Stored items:
-=-=-

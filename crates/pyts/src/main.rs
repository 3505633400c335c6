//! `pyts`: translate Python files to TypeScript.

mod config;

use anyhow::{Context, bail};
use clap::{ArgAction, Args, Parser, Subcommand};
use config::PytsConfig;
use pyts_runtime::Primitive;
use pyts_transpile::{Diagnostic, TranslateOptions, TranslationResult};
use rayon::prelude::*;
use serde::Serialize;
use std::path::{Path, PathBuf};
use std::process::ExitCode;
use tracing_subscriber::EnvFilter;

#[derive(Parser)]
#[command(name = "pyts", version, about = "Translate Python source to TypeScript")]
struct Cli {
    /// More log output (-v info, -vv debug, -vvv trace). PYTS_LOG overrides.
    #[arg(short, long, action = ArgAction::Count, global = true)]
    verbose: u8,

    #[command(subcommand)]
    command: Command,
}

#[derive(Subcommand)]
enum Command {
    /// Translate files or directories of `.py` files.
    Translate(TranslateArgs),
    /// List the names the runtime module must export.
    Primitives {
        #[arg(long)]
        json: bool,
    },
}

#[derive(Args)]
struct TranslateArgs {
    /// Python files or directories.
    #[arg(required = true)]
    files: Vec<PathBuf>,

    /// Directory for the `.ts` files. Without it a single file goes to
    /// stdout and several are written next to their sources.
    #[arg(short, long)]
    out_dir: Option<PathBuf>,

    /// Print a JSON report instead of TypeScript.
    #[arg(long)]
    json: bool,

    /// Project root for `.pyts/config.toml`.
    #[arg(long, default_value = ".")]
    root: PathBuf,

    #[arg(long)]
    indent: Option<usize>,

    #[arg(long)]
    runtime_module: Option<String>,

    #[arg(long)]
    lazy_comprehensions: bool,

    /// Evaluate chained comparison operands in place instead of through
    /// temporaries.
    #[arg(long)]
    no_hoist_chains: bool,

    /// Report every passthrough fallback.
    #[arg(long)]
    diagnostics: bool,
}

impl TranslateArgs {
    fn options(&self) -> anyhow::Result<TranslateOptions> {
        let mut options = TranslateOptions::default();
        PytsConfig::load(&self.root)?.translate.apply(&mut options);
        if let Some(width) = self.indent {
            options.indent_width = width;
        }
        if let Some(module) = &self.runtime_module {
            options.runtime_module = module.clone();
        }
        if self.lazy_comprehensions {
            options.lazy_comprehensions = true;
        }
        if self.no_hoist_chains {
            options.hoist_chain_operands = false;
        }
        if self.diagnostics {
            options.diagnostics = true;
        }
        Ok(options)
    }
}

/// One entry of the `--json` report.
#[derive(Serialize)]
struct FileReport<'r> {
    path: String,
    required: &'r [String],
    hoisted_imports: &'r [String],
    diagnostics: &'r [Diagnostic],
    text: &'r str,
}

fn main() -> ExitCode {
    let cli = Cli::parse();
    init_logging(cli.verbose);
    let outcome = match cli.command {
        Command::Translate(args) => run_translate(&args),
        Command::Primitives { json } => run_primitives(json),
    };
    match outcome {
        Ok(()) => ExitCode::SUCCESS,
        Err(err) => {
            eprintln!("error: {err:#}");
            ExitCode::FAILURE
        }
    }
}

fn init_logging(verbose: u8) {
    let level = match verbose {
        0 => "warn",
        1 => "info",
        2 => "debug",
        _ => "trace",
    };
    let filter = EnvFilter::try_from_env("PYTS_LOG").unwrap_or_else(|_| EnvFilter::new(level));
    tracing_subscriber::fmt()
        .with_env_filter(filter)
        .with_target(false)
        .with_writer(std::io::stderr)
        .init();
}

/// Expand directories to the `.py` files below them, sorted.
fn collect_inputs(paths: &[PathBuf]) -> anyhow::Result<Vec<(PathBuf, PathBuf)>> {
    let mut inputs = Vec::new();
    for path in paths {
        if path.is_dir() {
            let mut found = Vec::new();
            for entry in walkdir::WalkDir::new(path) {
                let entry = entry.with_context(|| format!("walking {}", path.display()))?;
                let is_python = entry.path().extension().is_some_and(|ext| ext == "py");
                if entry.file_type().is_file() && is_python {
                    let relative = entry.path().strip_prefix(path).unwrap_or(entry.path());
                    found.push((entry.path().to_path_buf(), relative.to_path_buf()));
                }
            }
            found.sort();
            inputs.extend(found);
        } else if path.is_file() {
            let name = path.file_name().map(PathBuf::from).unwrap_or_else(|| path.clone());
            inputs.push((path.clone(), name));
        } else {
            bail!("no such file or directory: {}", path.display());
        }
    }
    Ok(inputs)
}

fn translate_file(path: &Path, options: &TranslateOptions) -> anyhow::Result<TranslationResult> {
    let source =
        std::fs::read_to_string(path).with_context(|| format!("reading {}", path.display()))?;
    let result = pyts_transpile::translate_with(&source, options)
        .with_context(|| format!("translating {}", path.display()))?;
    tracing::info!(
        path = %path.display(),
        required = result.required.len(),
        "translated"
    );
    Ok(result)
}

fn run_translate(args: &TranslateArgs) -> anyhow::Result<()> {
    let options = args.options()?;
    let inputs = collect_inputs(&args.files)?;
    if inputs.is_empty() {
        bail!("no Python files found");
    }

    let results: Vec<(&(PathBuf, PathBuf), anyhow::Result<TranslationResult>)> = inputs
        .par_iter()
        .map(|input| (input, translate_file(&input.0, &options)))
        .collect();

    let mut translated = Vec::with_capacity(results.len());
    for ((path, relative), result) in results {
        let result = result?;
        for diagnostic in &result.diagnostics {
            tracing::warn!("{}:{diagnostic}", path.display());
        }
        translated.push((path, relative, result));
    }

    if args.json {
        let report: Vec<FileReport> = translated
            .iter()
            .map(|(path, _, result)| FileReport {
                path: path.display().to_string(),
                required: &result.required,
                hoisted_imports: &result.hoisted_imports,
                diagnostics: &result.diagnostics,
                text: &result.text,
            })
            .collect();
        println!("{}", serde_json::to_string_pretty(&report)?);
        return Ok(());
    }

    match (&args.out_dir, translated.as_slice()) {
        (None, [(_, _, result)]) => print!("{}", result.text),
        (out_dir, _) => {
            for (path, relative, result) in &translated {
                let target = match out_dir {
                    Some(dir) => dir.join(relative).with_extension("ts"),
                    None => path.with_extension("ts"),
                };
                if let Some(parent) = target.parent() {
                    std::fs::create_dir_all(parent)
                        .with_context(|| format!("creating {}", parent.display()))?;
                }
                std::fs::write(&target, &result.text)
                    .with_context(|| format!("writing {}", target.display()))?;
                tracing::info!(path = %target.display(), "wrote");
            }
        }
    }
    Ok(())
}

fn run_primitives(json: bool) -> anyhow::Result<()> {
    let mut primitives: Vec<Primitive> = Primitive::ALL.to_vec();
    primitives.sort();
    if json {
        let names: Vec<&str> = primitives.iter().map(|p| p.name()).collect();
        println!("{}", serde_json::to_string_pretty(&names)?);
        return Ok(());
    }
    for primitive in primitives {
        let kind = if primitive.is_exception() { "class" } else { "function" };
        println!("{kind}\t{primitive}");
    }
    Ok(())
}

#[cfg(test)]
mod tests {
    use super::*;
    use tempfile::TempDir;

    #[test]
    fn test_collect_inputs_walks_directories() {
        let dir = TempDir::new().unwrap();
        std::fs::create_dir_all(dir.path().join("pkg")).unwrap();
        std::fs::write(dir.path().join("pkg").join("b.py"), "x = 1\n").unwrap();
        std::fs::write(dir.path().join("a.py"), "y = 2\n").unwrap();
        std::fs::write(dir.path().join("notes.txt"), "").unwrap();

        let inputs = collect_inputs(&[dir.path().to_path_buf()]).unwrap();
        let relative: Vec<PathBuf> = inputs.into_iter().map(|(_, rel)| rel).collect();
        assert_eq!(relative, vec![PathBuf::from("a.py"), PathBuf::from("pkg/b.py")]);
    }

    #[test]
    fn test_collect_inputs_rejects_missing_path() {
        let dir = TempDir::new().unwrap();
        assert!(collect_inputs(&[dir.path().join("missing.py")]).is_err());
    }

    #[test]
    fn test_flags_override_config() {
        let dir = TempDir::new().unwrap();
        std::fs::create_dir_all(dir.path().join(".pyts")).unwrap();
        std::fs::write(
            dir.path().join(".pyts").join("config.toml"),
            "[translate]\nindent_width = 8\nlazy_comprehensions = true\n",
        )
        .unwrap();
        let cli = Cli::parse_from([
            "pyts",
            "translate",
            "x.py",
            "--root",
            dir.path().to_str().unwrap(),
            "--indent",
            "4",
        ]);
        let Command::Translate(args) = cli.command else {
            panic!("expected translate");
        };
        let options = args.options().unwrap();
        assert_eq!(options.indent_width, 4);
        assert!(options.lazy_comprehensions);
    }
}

-=-=-

Throughout the data above, copy all lines where the word "push" is found.

                    found.push((entry.path().to_path_buf(), relative.to_path_buf()));
            inputs.push((path.clone(), name));
        translated.push((path, relative, result));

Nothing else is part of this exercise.